Repeat exactly, and only, the lines below starting at the line that contains "filename crates/domain/src/role.rs" and ending at the line that contains "pub fn new()", inclusive of both.
==========
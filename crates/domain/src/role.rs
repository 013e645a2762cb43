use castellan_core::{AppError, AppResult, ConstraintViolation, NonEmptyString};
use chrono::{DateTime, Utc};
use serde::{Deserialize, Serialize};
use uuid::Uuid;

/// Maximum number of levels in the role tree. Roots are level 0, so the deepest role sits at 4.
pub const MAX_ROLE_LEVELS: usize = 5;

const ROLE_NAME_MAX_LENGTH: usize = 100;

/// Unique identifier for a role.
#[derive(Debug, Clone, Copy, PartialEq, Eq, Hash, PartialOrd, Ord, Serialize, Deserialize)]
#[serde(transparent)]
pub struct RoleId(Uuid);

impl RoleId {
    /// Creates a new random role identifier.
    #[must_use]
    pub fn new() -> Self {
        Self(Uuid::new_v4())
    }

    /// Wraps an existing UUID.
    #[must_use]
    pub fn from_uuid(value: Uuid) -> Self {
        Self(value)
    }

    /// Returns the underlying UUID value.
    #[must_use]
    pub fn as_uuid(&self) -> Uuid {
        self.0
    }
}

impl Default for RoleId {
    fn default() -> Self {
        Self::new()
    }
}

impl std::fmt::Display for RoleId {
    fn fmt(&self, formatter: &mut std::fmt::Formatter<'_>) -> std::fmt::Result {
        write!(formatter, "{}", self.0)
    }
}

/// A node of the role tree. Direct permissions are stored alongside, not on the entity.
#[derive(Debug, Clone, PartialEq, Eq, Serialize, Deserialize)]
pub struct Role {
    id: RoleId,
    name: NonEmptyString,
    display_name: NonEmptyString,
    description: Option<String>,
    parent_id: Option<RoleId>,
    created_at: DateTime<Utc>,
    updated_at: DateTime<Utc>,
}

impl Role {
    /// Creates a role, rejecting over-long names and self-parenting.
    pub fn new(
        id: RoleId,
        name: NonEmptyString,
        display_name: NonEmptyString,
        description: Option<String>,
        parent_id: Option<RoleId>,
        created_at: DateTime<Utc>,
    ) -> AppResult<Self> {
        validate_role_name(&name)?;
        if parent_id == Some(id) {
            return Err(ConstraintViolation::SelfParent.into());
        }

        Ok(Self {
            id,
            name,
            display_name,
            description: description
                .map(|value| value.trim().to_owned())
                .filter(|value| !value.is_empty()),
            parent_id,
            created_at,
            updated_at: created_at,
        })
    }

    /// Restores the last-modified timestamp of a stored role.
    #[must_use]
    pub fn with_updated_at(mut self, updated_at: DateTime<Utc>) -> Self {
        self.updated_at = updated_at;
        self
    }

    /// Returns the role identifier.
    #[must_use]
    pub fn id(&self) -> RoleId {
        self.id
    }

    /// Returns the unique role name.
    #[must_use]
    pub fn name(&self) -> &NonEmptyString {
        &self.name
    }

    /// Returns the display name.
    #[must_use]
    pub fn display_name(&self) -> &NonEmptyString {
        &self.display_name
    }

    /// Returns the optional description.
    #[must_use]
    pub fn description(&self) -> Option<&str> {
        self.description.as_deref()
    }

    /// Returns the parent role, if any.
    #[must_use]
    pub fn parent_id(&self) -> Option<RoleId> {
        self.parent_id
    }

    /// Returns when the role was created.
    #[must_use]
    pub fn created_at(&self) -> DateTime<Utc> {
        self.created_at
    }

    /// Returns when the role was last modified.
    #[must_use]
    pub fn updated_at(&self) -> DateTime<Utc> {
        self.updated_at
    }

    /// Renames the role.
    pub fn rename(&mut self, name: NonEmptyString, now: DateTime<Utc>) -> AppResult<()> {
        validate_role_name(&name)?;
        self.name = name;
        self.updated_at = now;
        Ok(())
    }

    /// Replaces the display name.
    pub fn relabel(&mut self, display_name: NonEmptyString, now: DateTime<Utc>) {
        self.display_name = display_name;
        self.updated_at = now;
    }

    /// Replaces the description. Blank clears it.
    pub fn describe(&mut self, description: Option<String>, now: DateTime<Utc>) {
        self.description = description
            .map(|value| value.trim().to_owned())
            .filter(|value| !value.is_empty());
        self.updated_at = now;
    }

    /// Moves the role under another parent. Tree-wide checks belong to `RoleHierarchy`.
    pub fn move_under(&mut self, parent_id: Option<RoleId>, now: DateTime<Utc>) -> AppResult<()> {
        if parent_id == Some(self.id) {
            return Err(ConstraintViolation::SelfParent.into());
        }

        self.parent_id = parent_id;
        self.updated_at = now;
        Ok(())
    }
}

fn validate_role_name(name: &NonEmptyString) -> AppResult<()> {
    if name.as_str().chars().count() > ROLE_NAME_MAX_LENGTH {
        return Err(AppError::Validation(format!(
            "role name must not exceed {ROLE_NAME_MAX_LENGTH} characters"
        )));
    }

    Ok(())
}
==========
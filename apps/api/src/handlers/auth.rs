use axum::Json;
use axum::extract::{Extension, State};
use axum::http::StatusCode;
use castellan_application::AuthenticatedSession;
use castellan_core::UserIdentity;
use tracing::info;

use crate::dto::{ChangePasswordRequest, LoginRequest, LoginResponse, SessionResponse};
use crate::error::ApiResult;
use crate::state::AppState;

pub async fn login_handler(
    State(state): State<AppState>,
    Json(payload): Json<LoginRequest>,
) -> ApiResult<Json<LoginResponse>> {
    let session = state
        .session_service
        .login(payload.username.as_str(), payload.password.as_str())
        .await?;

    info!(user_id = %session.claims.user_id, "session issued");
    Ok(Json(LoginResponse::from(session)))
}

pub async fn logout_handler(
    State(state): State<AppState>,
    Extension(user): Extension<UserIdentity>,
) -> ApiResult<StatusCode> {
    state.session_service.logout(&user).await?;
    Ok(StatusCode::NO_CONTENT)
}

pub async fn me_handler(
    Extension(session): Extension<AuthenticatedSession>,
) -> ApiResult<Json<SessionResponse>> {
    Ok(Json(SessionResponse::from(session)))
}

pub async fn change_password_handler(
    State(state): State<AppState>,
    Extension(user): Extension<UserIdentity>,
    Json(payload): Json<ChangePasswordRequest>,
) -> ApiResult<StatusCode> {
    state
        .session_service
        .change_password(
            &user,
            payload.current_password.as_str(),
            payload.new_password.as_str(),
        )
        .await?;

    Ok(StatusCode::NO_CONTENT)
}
==========
* _Response below_:
filename crates/domain/src/role.rs
repository 013e645a2762cb43
use castellan_core::{AppError, AppResult, ConstraintViolation, NonEmptyString};
use chrono::{DateTime, Utc};
use serde::{Deserialize, Serialize};
use uuid::Uuid;

/// Maximum number of levels in the role tree. Roots are level 0, so the deepest role sits at 4.
pub const MAX_ROLE_LEVELS: usize = 5;

const ROLE_NAME_MAX_LENGTH: usize = 100;

/// Unique identifier for a role.
#[derive(Debug, Clone, Copy, PartialEq, Eq, Hash, PartialOrd, Ord, Serialize, Deserialize)]
#[serde(transparent)]
pub struct RoleId(Uuid);

impl RoleId {
    /// Creates a new random role identifier.
    #[must_use]
    pub fn new() -> Self {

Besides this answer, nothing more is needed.